In Athena how can I structure a select statement to query the below by timestamp? The data is stored as a string
[{
"data": [{
"ct": "26.7"
}, {
"ct": "24.9",
}, {
"ct": "26.8",
}],
"timestamp": "1658102460"
}, {
"data": [{
"ct": "26.7",
}, {
"ct": "25.0",
}],
"timestamp": "1658102520"
}]
I tried the below but it just came back empty.
SELECT json_extract_scalar(insights, '$.timestamp') as ts
FROM history
What I am trying to get to is returning only the data where a timestamp is between X & Y.

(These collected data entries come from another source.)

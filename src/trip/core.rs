//! Main trip service that coordinates members, expenses, and the budget

use bigdecimal::BigDecimal;
use chrono::NaiveDate;

use crate::reconciliation::recompute;
use crate::traits::*;
use crate::trip::{ExpenseManager, MemberManager};
use crate::types::*;
use crate::utils::validation::{validate_budget, validate_display_name, validate_positive_amount};

/// Parameters for creating a new trip
pub struct NewTrip {
    pub name: String,
    pub budget: BigDecimal,
    pub target_member_count: u32,
    pub date: NaiveDate,
    pub admin_pin: String,
    pub admin_name: String,
}

/// Main trip service that orchestrates all ledger operations.
///
/// Every mutation loads the trip snapshot, applies one change, runs the
/// reconciliation engine, and persists the result. The storage backend is
/// responsible for serializing mutations per trip code.
pub struct TripService<S: TripStorage> {
    storage: S,
    member_manager: MemberManager<S>,
    expense_manager: ExpenseManager<S>,
}

impl<S: TripStorage + Clone> TripService<S> {
    /// Create a new trip service with the given storage backend
    pub fn new(storage: S) -> Self {
        Self {
            storage: storage.clone(),
            member_manager: MemberManager::new(storage.clone()),
            expense_manager: ExpenseManager::new(storage),
        }
    }

    /// Create a new trip service with custom validators
    pub fn with_validators(
        storage: S,
        member_validator: Box<dyn MemberValidator>,
        expense_validator: Box<dyn ExpenseValidator>,
    ) -> Self {
        Self {
            storage: storage.clone(),
            member_manager: MemberManager::with_validator(storage.clone(), member_validator),
            expense_manager: ExpenseManager::with_validator(storage, expense_validator),
        }
    }

    async fn get_trip_required(&self, code: &str) -> TripResult<Trip> {
        self.storage
            .get_trip(code)
            .await?
            .ok_or_else(|| TripError::TripNotFound(code.to_string()))
    }

    // Trip operations
    /// Create a new trip with the creator installed as administrator and
    /// first member
    pub async fn create_trip(&mut self, input: NewTrip) -> TripResult<Trip> {
        validate_display_name(&input.name)?;
        validate_display_name(&input.admin_name)?;
        validate_budget(&input.budget)?;

        let mut trip = Trip::new(
            input.name,
            input.budget,
            input.target_member_count,
            input.date,
            input.admin_pin,
            input.admin_name,
        );

        // Regenerate on the rare code collision with an existing trip.
        while self.storage.get_trip(&trip.code).await?.is_some() {
            trip.code = crate::utils::ids::new_trip_code();
        }

        recompute(&mut trip);
        self.storage.save_trip(&trip).await?;
        Ok(trip)
    }

    /// Load a trip by its join code
    pub async fn get_trip(&self, code: &str) -> TripResult<Trip> {
        self.get_trip_required(code).await
    }

    /// List all stored trips
    pub async fn list_trips(&self) -> TripResult<Vec<Trip>> {
        self.storage.list_trips().await
    }

    /// Delete a trip entirely (admin path)
    pub async fn delete_trip(&mut self, code: &str, pin: &str) -> TripResult<()> {
        let trip = self.get_trip_required(code).await?;
        trip.verify_pin(pin)?;
        self.storage.delete_trip(code).await
    }

    /// True if the given PIN matches the trip's admin secret
    pub async fn verify_pin(&self, code: &str, pin: &str) -> TripResult<bool> {
        let trip = self.get_trip_required(code).await?;
        Ok(trip.verify_pin(pin).is_ok())
    }

    // Budget operations
    /// Edit the budget and optionally the planned head count (admin path)
    pub async fn update_budget(
        &mut self,
        code: &str,
        pin: &str,
        budget: BigDecimal,
        target_member_count: Option<u32>,
    ) -> TripResult<()> {
        validate_budget(&budget)?;

        let mut trip = self.get_trip_required(code).await?;
        trip.verify_pin(pin)?;
        trip.budget = budget;
        if let Some(count) = target_member_count {
            trip.target_member_count = count;
        }
        recompute(&mut trip);
        self.storage.update_trip(&trip).await
    }

    /// File a budget-increase request; the budget is untouched until approval
    pub async fn request_budget_increase(
        &mut self,
        code: &str,
        member_id: &str,
        amount: BigDecimal,
        reason: Option<String>,
    ) -> TripResult<BudgetRequest> {
        validate_positive_amount(&amount)?;

        let mut trip = self.get_trip_required(code).await?;
        if trip.member(member_id).is_none() {
            return Err(TripError::MemberNotFound(member_id.to_string()));
        }

        let request = BudgetRequest::new(member_id.to_string(), amount, reason);
        trip.budget_requests.push(request.clone());
        self.storage.update_trip(&trip).await?;

        Ok(request)
    }

    /// Resolve a budget-increase request. Approval adds the requested amount
    /// to the budget and recomputes everyone's expected contribution.
    pub async fn approve_budget_increase(
        &mut self,
        code: &str,
        request_id: &str,
        action: RequestAction,
    ) -> TripResult<()> {
        let mut trip = self.get_trip_required(code).await?;
        let index = trip
            .budget_requests
            .iter()
            .position(|r| r.id == request_id)
            .ok_or_else(|| TripError::RequestNotFound(request_id.to_string()))?;
        let request = trip.budget_requests.remove(index);

        if action == RequestAction::Approve {
            trip.budget += &request.amount;
            recompute(&mut trip);
        }

        self.storage.update_trip(&trip).await
    }

    // Member operations
    /// Add a member directly (admin path)
    pub async fn add_member(&mut self, code: &str, pin: &str, name: String) -> TripResult<Member> {
        self.member_manager.add_member(code, pin, name).await
    }

    /// File a join request
    pub async fn request_join(&mut self, code: &str, name: String) -> TripResult<JoinRequest> {
        self.member_manager.request_join(code, name).await
    }

    /// Resolve a join request
    pub async fn approve_join(
        &mut self,
        code: &str,
        request_id: &str,
        action: RequestAction,
    ) -> TripResult<Option<Member>> {
        self.member_manager
            .approve_join(code, request_id, action)
            .await
    }

    /// Delete a member (admin path; never the administrator)
    pub async fn delete_member(&mut self, code: &str, pin: &str, member_id: &str) -> TripResult<()> {
        self.member_manager.delete_member(code, pin, member_id).await
    }

    /// File a member-deletion request
    pub async fn request_member_deletion(
        &mut self,
        code: &str,
        member_id: &str,
    ) -> TripResult<DeletionRequest> {
        self.member_manager
            .request_member_deletion(code, member_id)
            .await
    }

    /// Resolve a member-deletion request
    pub async fn approve_member_deletion(
        &mut self,
        code: &str,
        request_id: &str,
        action: RequestAction,
    ) -> TripResult<()> {
        self.member_manager
            .approve_member_deletion(code, request_id, action)
            .await
    }

    /// Record a contribution payment
    pub async fn record_contribution(
        &mut self,
        code: &str,
        member_id: &str,
        amount: BigDecimal,
    ) -> TripResult<()> {
        self.member_manager
            .record_contribution(code, member_id, amount)
            .await
    }

    /// File a contribution request
    pub async fn request_contribution(
        &mut self,
        code: &str,
        member_id: &str,
        amount: BigDecimal,
    ) -> TripResult<ContributionRequest> {
        self.member_manager
            .request_contribution(code, member_id, amount)
            .await
    }

    /// Resolve a contribution request
    pub async fn approve_contribution(
        &mut self,
        code: &str,
        request_id: &str,
        action: RequestAction,
    ) -> TripResult<()> {
        self.member_manager
            .approve_contribution(code, request_id, action)
            .await
    }

    /// Pay a member back for personal spending
    pub async fn reimburse(
        &mut self,
        code: &str,
        member_id: &str,
        amount: BigDecimal,
    ) -> TripResult<()> {
        self.member_manager.reimburse(code, member_id, amount).await
    }

    /// Return contributed money to a member
    pub async fn refund(
        &mut self,
        code: &str,
        member_id: &str,
        amount: BigDecimal,
    ) -> TripResult<()> {
        self.member_manager.refund(code, member_id, amount).await
    }

    // Expense operations
    /// Log an expense directly (admin path)
    pub async fn add_expense(&mut self, code: &str, input: NewExpense) -> TripResult<Expense> {
        self.expense_manager.add_expense(code, input).await
    }

    /// File an expense request
    pub async fn request_expense(
        &mut self,
        code: &str,
        requested_by: Option<String>,
        input: NewExpense,
    ) -> TripResult<ExpenseRequest> {
        self.expense_manager
            .request_expense(code, requested_by, input)
            .await
    }

    /// Resolve an expense request
    pub async fn approve_expense(
        &mut self,
        code: &str,
        request_id: &str,
        action: RequestAction,
    ) -> TripResult<Option<Expense>> {
        self.expense_manager
            .approve_expense(code, request_id, action)
            .await
    }

    /// Delete a logged expense (admin path)
    pub async fn delete_expense(
        &mut self,
        code: &str,
        pin: &str,
        expense_id: &str,
    ) -> TripResult<()> {
        self.expense_manager
            .delete_expense(code, pin, expense_id)
            .await
    }
}

#[cfg(test)]
mod tests {
    use super::*;
    use crate::utils::memory_storage::MemoryTripStore;

    fn new_trip_input() -> NewTrip {
        NewTrip {
            name: "Goa trip".to_string(),
            budget: BigDecimal::from(30000),
            target_member_count: 6,
            date: NaiveDate::from_ymd_opt(2025, 12, 20).unwrap(),
            admin_pin: "4321".to_string(),
            admin_name: "Asha".to_string(),
        }
    }

    #[tokio::test]
    async fn test_create_trip_installs_admin_as_first_member() {
        let storage = MemoryTripStore::new();
        let mut service = TripService::new(storage);

        let trip = service.create_trip(new_trip_input()).await.unwrap();

        assert_eq!(trip.members.len(), 1);
        assert_eq!(trip.members[0].name, "Asha");
        assert_eq!(trip.code.len(), 6);
        assert_eq!(
            trip.members[0].expected_contribution,
            BigDecimal::from(30000)
        );
    }

    #[tokio::test]
    async fn test_admin_pin_guards_budget_edit() {
        let storage = MemoryTripStore::new();
        let mut service = TripService::new(storage);
        let trip = service.create_trip(new_trip_input()).await.unwrap();

        let denied = service
            .update_budget(&trip.code, "wrong", BigDecimal::from(40000), None)
            .await;
        assert!(matches!(denied, Err(TripError::Forbidden(_))));

        service
            .update_budget(&trip.code, "4321", BigDecimal::from(40000), Some(8))
            .await
            .unwrap();
        let updated = service.get_trip(&trip.code).await.unwrap();
        assert_eq!(updated.budget, BigDecimal::from(40000));
        assert_eq!(updated.target_member_count, 8);
    }

    #[tokio::test]
    async fn test_budget_increase_request_is_inert_until_approved() {
        let storage = MemoryTripStore::new();
        let mut service = TripService::new(storage);
        let trip = service.create_trip(new_trip_input()).await.unwrap();
        let admin_id = trip.members[0].id.clone();

        let request = service
            .request_budget_increase(&trip.code, &admin_id, BigDecimal::from(5000), None)
            .await
            .unwrap();

        let pending = service.get_trip(&trip.code).await.unwrap();
        assert_eq!(pending.budget, BigDecimal::from(30000));
        assert_eq!(pending.budget_requests.len(), 1);

        service
            .approve_budget_increase(&trip.code, &request.id, RequestAction::Approve)
            .await
            .unwrap();

        let resolved = service.get_trip(&trip.code).await.unwrap();
        assert_eq!(resolved.budget, BigDecimal::from(35000));
        assert!(resolved.budget_requests.is_empty());
    }

    #[tokio::test]
    async fn test_missing_trip_is_not_found() {
        let storage = MemoryTripStore::new();
        let service = TripService::new(storage);
        let result = service.get_trip("NOPE42").await;
        assert!(matches!(result, Err(TripError::TripNotFound(_))));
    }
}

When I try doing this as a struct and a cross join with unnest it's very very slow so I am trying to find another way.
json_extract_scalar
will not help here because it returns only one value. Trino improved vastly json path support but Athena has much more older version of the Presto engine which does not support it. So you need to cast to array and use unnest
(removed trailing commas from json):
-- sample data
WITH dataset (json_str) AS (
values ('[{
"data": [{
"ct": "26.7"
}, {
"ct": "24.9"
}, {
"ct": "26.8"
}],
"timestamp": "1658102460"
}, {
"data": [{
"ct": "26.7"
}, {
"ct": "25.0"
}],
"timestamp": "1658102520"
}]')
)
-- query
select mp['timestamp'] timestamp,
mp['data'] data
from dataset,
unnest(cast(json_parse(json_str) as array(map(varchar, json)))) as t(mp)
Output:
timestamp | data |
---|---|
1658102460 | [{"ct":"26.7"},{"ct":"24.9"},{"ct":"26.8"}] |
1658102520 | [{"ct":"26.7"},{"ct":"25.0"}] |
After that you can apply filtering and process data
.